ODBC TUTORIAL

Understanding and Using Packages on DB2 UDB

Updated: 17 Jul 2024

Introduction

The concept of "packages" in the DB2 Universal Database (UDB) system is often not well understood. This paper provides both general information about what packages are and how they are created and bound, as well as specific information about both the DataDirect Connect for ODBC (32-bit) and DataDirect Connect64 for ODBC (64-bit) drivers. DataDirect Connect for ODBC and DataDirect Connect64 for ODBC each include a DB2 Wire Protocol ODBC driver that connects to DB2 UDB on Windows, UNIX/Linux, and mainframe servers without the use of DB2 UDB client software. The drivers automatically create and bind packages on DB2 UDB and also allow the user to modify these packages.

In this paper, the term "SQL Request" is used as a generic term referring to all application requests associated with a SQL statement. Internally, DB2 UDB processing actually works in terms of SQL requests rather than SQL statements.

Packages and Sections

When DB2 UDB processes SQL statements, each individual SQL request is mapped to a specific package. For a SQL statement to be processed, it must be associated with a DB2 UDB package. This is the case for application requests such as PREPARE, FETCH, and CLOSE. A more precise statement of how DB2 UDB processes SQL requests is to say that each individual request is mapped to a specific section entry within a specific package within DB2 UDB.

What is a package?

A package is a cluster of information that controls the compilation of any static SQL statement, partially controls the compilation of any dynamic SQL statement, and influences the execution of any SQL request issued within its scope. Package information includes items such as the optimization level used during compilation, whether blocking is used for eligible cursors during execution, and what degree of parallelism is used during execution. All of this information is stored as an entry representing the package in the SYSCAT.PACKAGES catalog table. For static SQL statements, a package also has a section associated with it for each statement. A section is the DB2 UDB executable version of a SQL statement. A package is used by DB2 UDB as a basic authorization control point. Privileges can be granted and revoked on the package as required to permit people to execute or maintain the package. This information is reflected in SYSCAT.PACKAGEAUTH.

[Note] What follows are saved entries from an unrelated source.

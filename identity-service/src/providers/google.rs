use async_trait::async_trait;
use serde::Deserialize;
use service_core::error::AppError;

use super::{post_token_form, FederatedProfile, ProviderAdapter};
use crate::config::OAuthClientConfig;
use crate::models::ProviderKind;

const AUTHORIZE_URL: &str = "https://accounts.google.com/o/oauth2/v2/auth";
const TOKEN_URL: &str = "https://oauth2.googleapis.com/token";
const USERINFO_URL: &str = "https://www.googleapis.com/oauth2/v2/userinfo";

pub struct GoogleProvider {
    config: OAuthClientConfig,
    client: reqwest::Client,
}

impl GoogleProvider {
    pub fn new(config: OAuthClientConfig, client: reqwest::Client) -> Self {
        Self { config, client }
    }
}

#[derive(Debug, Deserialize)]
struct GoogleUserInfo {
    id: String,
    email: String,
    #[serde(default)]
    verified_email: bool,
    name: Option<String>,
    picture: Option<String>,
}

#[async_trait]
impl ProviderAdapter for GoogleProvider {
    fn kind(&self) -> ProviderKind {
        ProviderKind::Google
    }

    fn authorize_url(&self, callback_uri: &str, state: &str) -> String {
        format!(
            "{}?client_id={}&redirect_uri={}&response_type=code&scope=openid%20email%20profile&state={}",
            AUTHORIZE_URL,
            urlencoding::encode(&self.config.client_id),
            urlencoding::encode(callback_uri),
            urlencoding::encode(state),
        )
    }

    async fn fetch_profile(
        &self,
        code: &str,
        callback_uri: &str,
    ) -> Result<FederatedProfile, AppError> {
        let token = post_token_form(
            &self.client,
            TOKEN_URL,
            &[
                ("code", code),
                ("client_id", &self.config.client_id),
                ("client_secret", &self.config.client_secret),
                ("redirect_uri", callback_uri),
                ("grant_type", "authorization_code"),
            ],
        )
        .await?;

        let info: GoogleUserInfo = self
            .client
            .get(USERINFO_URL)
            .bearer_auth(&token.access_token)
            .send()
            .await
            .map_err(|e| AppError::InternalError(anyhow::anyhow!("google userinfo failed: {}", e)))?
            .error_for_status()
            .map_err(|e| AppError::InternalError(anyhow::anyhow!("google userinfo failed: {}", e)))?
            .json()
            .await
            .map_err(|e| {
                AppError::InternalError(anyhow::anyhow!("google userinfo decode failed: {}", e))
            })?;

        Ok(FederatedProfile {
            provider: ProviderKind::Google,
            provider_user_id: info.id,
            email: info.email,
            username_hint: info.name,
            avatar_url: info.picture,
            email_verified: info.verified_email,
        })
    }
}
pub mod end_user;
pub mod flow;
pub mod otp_code;
pub mod project;
pub mod session;

pub use end_user::{EndUser, SanitizedEndUser};
pub use flow::{AuthCode, AuthRequest};
pub use otp_code::OtpCode;
pub use project::{Project, ProviderKind};
pub use session::Session;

Why are packages necessary?

Packages must exist for the user to be able to execute SQL statements against DB2 UDB.

An application can be written using pure static SQL, a mix of static and dynamic SQL, or pure dynamic SQL. All of these approaches are supported within DB2 UDB through the use of packages.

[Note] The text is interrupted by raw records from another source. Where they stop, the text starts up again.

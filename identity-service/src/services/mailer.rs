use async_trait::async_trait;
use lettre::{
    message::header::ContentType, transport::smtp::authentication::Credentials, Message,
    SmtpTransport, Transport,
};
use service_core::error::AppError;
use std::time::Duration;

use crate::config::SmtpConfig;
use crate::models::Project;

/// Outbound delivery of verification codes.
#[async_trait]
pub trait VerificationMailer: Send + Sync {
    async fn send_verification_code(
        &self,
        project: &Project,
        to_email: &str,
        code: &str,
    ) -> Result<(), AppError>;
}

#[derive(Clone)]
pub struct SmtpMailer {
    mailer: SmtpTransport,
    from_address: String,
}

impl SmtpMailer {
    pub fn new(config: &SmtpConfig) -> Result<Self, AppError> {
        let mut builder = SmtpTransport::relay(&config.host)
            .map_err(|e| AppError::InternalError(anyhow::anyhow!(e.to_string())))?
            .timeout(Some(Duration::from_secs(10)));

        if !config.username.is_empty() {
            let creds = Credentials::new(config.username.clone(), config.password.clone());
            builder = builder.credentials(creds);
        }

        let mailer = builder.build();
        tracing::info!(host = %config.host, "SMTP mailer initialized");

        Ok(Self {
            mailer,
            from_address: config.from_address.clone(),
        })
    }

    async fn send_email(
        &self,
        to_email: &str,
        subject: &str,
        plain_body: &str,
        html_body: &str,
    ) -> Result<(), AppError> {
        let email = Message::builder()
            .from(self.from_address.parse().map_err(
                |e: lettre::address::AddressError| AppError::InternalError(e.into()),
            )?)
            .to(to_email.parse().map_err(
                |e: lettre::address::AddressError| AppError::InternalError(e.into()),
            )?)
            .subject(subject)
            .multipart(
                lettre::message::MultiPart::alternative()
                    .singlepart(
                        lettre::message::SinglePart::builder()
                            .header(ContentType::TEXT_PLAIN)
                            .body(plain_body.to_string()),
                    )
                    .singlepart(
                        lettre::message::SinglePart::builder()
                            .header(ContentType::TEXT_HTML)
                            .body(html_body.to_string()),
                    ),
            )
            .map_err(|e| AppError::InternalError(e.into()))?;

        // Send email in blocking thread pool to avoid blocking async runtime
        let mailer = self.mailer.clone();
        let result = tokio::task::spawn_blocking(move || mailer.send(&email))
            .await
            .map_err(|e| AppError::InternalError(e.into()))?;

        match result {
            Ok(_) => {
                tracing::info!(to = %to_email, subject = %subject, "Email sent successfully");
                Ok(())
            }
            Err(e) => {
                tracing::error!(error = %e.to_string(), to = %to_email, "Failed to send email");
                Err(AppError::EmailError(e.to_string()))
            }
        }
    }
}

#[async_trait]
impl VerificationMailer for SmtpMailer {
    async fn send_verification_code(
        &self,
        project: &Project,
        to_email: &str,
        code: &str,
    ) -> Result<(), AppError> {
        // Projects may override the body; `{{code}}` is the only placeholder.
        if let Some(template) = &project.verification_template {
            let body = template.replace("{{code}}", code);
            return self
                .send_email(
                    to_email,
                    &format!("Your {} verification code", project.name),
                    &body,
                    &body,
                )
                .await;
        }

        let html_body = format!(
            r###"            <html>
                <body style="font-family: Arial, sans-serif;">
                    <h2>Verify your email for {}</h2>
                    <p>Enter this code to confirm your email address:</p>
                    <p style="font-size: 28px; letter-spacing: 6px; font-weight: bold;">{}</p>
                    <p style="color: #666; font-size: 12px;">
                        This code expires in a few minutes. If you didn't request it, please ignore this email.
                    </p>
                </body>
            </html>
            "###,
            project.name, code
        );

        let plain_body = format!(
            "Verify your email for {}\n\nEnter this code to confirm your email address:\n\n{}\n\nThis code expires in a few minutes. If you didn't request it, please ignore this email.",
            project.name, code
        );

        self.send_email(
            to_email,
            &format!("Your {} verification code", project.name),
            &plain_body,
            &html_body,
        )
        .await
    }
}

/// Records sends instead of delivering. Tests read back the last code.
#[derive(Default)]
pub struct MockMailer {
    pub sent: std::sync::Mutex<Vec<SentMail>>,
}

#[derive(Debug, Clone)]
pub struct SentMail {
    pub project_id: uuid::Uuid,
    pub to_email: String,
    pub code: String,
}

impl MockMailer {
    pub fn new() -> Self {
        Self::default()
    }

    pub fn last_code_for(&self, email: &str) -> Option<String> {
        self.sent
            .lock()
            .ok()?
            .iter()
            .rev()
            .find(|m| m.to_email == email)
            .map(|m| m.code.clone())
    }

    pub fn sent_count(&self) -> usize {
        self.sent.lock().map(|s| s.len()).unwrap_or(0)
    }
}

#[async_trait]
impl VerificationMailer for MockMailer {
    async fn send_verification_code(
        &self,
        project: &Project,
        to_email: &str,
        code: &str,
    ) -> Result<(), AppError> {
        self.sent
            .lock()
            .map_err(|e| AppError::InternalError(anyhow::anyhow!("mock mailer poisoned: {}", e)))?
            .push(SentMail {
                project_id: project.project_id,
                to_email: to_email.to_string(),
                code: code.to_string(),
            });
        Ok(())
    }
}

Static SQL statements are pre-compiled and have a pre-existing access path and therefore do not have to be compiled by the DB2 SQL compiler at run time. They are executed under the authorization of the user who bound the package rather than under that of the run-time user.

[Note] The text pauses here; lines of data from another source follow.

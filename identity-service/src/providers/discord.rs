use async_trait::async_trait;
use serde::Deserialize;
use service_core::error::AppError;

use super::{post_token_form, FederatedProfile, ProviderAdapter};
use crate::config::OAuthClientConfig;
use crate::models::ProviderKind;

const AUTHORIZE_URL: &str = "https://discord.com/oauth2/authorize";
const TOKEN_URL: &str = "https://discord.com/api/oauth2/token";
const USER_URL: &str = "https://discord.com/api/users/@me";
const AVATAR_CDN: &str = "https://cdn.discordapp.com/avatars";

pub struct DiscordProvider {
    config: OAuthClientConfig,
    client: reqwest::Client,
}

impl DiscordProvider {
    pub fn new(config: OAuthClientConfig, client: reqwest::Client) -> Self {
        Self { config, client }
    }
}

#[derive(Debug, Deserialize)]
struct DiscordUser {
    id: String,
    username: String,
    email: Option<String>,
    #[serde(default)]
    verified: bool,
    avatar: Option<String>,
}

#[async_trait]
impl ProviderAdapter for DiscordProvider {
    fn kind(&self) -> ProviderKind {
        ProviderKind::Discord
    }

    fn authorize_url(&self, callback_uri: &str, state: &str) -> String {
        format!(
            "{}?client_id={}&redirect_uri={}&response_type=code&scope=identify%20email&state={}",
            AUTHORIZE_URL,
            urlencoding::encode(&self.config.client_id),
            urlencoding::encode(callback_uri),
            urlencoding::encode(state),
        )
    }

    async fn fetch_profile(
        &self,
        code: &str,
        callback_uri: &str,
    ) -> Result<FederatedProfile, AppError> {
        let token = post_token_form(
            &self.client,
            TOKEN_URL,
            &[
                ("code", code),
                ("client_id", &self.config.client_id),
                ("client_secret", &self.config.client_secret),
                ("redirect_uri", callback_uri),
                ("grant_type", "authorization_code"),
            ],
        )
        .await?;

        let user: DiscordUser = self
            .client
            .get(USER_URL)
            .bearer_auth(&token.access_token)
            .send()
            .await
            .map_err(|e| AppError::InternalError(anyhow::anyhow!("discord user failed: {}", e)))?
            .error_for_status()
            .map_err(|e| AppError::InternalError(anyhow::anyhow!("discord user failed: {}", e)))?
            .json()
            .await
            .map_err(|e| {
                AppError::InternalError(anyhow::anyhow!("discord user decode failed: {}", e))
            })?;

        let email = user.email.ok_or_else(|| {
            AppError::BadRequest(anyhow::anyhow!("discord account has no email address"))
        })?;

        let avatar_url = user
            .avatar
            .map(|hash| format!("{}/{}/{}.png", AVATAR_CDN, user.id, hash));

        Ok(FederatedProfile {
            provider: ProviderKind::Discord,
            provider_user_id: user.id,
            email,
            username_hint: Some(user.username),
            avatar_url,
            email_verified: user.verified,
        })
    }
}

Dynamic SQL statements are compiled at run time, under the authorization of the run-time user, and must be used when all or part of the SQL statement is generated during application run time. This is the most common case with ODBC applications. Dynamic SQL statements incur a higher startup cost, but do not have to be recompiled when they are reused. They also use a more optimized access path based on current database statistics.

What is a section entry?

Because an application can have many different SQL statements of both a static and dynamic nature, so can a package. To keep the context of the individual SQL statements clear and to avoid having to provide this information with each request, DB2 UDB subdivides a package into smaller units called section entries. A section entry contains information about the SQL statement itself (if any exists) and about the context in which the SQL statement was found in the application. For example, for a cursor, the section entry contains the name of the cursor, whether it is a WITH HOLD cursor or not, and whether the cursor was defined FOR UPDATE. During execution, a section entry contains information about the current status of any section associated with it. It also performs the same function for the state of any associated application cursors. For dynamic SQL statements, the section entry stored with a package is empty and simply acts as a "bookmark."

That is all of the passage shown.